EXTRACTED ENTRIES: Begin

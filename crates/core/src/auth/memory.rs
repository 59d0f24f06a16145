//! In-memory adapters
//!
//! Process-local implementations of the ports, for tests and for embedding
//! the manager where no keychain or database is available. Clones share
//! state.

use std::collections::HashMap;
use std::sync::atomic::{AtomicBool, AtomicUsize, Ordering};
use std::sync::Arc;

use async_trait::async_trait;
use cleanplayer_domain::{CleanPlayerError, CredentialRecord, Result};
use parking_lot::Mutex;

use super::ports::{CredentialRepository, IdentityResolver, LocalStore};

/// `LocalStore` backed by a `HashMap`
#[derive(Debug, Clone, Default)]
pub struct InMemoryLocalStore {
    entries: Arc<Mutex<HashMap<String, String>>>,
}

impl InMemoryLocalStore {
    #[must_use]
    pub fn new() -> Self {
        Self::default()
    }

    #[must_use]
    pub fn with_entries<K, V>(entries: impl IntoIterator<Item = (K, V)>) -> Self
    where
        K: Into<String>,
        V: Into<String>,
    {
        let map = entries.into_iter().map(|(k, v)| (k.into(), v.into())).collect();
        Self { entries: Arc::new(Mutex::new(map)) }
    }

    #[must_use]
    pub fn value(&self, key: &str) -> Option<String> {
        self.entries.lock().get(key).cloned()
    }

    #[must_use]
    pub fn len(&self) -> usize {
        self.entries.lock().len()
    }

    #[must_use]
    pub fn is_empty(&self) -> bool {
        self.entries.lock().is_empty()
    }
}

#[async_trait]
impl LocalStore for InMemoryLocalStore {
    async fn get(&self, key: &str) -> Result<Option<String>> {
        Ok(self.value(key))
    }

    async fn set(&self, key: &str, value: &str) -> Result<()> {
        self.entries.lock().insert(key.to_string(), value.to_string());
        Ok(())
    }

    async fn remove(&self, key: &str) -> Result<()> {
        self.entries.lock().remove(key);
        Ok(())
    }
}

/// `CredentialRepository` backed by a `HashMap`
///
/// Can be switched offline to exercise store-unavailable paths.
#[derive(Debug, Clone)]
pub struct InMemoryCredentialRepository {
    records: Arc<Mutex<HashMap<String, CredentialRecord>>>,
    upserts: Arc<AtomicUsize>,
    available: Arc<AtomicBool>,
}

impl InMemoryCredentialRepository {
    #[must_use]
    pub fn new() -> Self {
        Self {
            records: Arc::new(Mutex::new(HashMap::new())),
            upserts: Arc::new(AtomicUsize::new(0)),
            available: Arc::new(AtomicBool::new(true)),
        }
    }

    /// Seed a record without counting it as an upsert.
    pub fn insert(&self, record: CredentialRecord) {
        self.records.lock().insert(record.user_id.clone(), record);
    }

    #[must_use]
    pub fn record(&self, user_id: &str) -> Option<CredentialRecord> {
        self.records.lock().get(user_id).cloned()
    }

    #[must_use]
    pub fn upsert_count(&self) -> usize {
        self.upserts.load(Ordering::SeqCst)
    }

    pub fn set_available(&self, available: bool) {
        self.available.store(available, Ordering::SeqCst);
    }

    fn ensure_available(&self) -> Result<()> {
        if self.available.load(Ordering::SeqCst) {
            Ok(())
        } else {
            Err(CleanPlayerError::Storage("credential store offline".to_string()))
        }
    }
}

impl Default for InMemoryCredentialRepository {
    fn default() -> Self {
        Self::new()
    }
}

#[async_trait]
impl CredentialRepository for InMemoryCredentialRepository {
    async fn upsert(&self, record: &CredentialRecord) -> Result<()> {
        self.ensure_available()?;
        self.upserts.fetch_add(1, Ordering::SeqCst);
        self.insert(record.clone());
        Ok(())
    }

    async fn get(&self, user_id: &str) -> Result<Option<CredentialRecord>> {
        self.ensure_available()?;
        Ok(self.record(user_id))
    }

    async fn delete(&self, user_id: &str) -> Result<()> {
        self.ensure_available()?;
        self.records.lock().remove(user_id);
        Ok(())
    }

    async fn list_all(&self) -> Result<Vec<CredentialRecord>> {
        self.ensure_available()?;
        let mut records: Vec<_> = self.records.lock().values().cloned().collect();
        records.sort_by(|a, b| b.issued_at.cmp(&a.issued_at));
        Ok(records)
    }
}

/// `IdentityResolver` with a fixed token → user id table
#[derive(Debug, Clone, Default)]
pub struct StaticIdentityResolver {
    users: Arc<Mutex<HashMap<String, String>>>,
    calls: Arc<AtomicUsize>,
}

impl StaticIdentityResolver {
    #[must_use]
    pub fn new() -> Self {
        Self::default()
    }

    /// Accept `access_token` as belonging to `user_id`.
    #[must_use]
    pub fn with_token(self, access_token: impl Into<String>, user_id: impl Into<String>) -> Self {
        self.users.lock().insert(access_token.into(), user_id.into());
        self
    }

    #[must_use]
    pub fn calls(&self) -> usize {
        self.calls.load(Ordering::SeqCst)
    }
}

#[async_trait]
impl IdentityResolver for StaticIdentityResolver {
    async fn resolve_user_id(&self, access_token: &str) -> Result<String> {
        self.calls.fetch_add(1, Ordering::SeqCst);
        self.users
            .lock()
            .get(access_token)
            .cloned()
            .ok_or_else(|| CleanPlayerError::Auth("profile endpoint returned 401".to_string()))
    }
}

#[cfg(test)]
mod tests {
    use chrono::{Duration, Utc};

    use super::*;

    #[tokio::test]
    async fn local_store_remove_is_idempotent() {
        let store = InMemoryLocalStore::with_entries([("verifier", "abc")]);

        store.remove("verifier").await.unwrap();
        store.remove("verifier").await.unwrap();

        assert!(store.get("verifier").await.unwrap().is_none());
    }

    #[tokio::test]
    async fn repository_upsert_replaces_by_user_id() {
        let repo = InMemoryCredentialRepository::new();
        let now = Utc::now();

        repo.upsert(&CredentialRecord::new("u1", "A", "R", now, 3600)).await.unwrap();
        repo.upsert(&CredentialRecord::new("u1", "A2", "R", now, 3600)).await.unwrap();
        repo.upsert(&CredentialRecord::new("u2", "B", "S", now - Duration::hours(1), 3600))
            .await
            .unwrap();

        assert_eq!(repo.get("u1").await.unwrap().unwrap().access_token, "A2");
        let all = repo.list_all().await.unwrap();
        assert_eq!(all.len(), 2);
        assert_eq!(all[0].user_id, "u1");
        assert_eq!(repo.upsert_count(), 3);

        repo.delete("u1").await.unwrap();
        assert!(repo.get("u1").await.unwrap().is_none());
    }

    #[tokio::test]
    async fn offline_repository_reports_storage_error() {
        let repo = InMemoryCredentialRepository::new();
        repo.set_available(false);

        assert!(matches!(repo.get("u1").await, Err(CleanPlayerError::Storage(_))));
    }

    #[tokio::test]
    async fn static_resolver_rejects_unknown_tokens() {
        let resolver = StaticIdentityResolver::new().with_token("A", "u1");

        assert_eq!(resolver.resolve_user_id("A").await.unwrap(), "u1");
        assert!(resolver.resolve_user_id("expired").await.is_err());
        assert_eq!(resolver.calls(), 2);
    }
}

EXTRACTED ENTRIES: End

■ **WHAT TO DO**
Output the data exactly, from the first line through the line that holds "use async_trait::async_trait;", so that no later line appears.

■ **TASK RESULT**
filename crates/core/src/auth/memory.rs
repository 59d0f24f06a16145
//! In-memory adapters
//!
//! Process-local implementations of the ports, for tests and for embedding
//! the manager where no keychain or database is available. Clones share
//! state.

use std::collections::HashMap;
use std::sync::atomic::{AtomicBool, AtomicUsize, Ordering};
use std::sync::Arc;

use async_trait::async_trait;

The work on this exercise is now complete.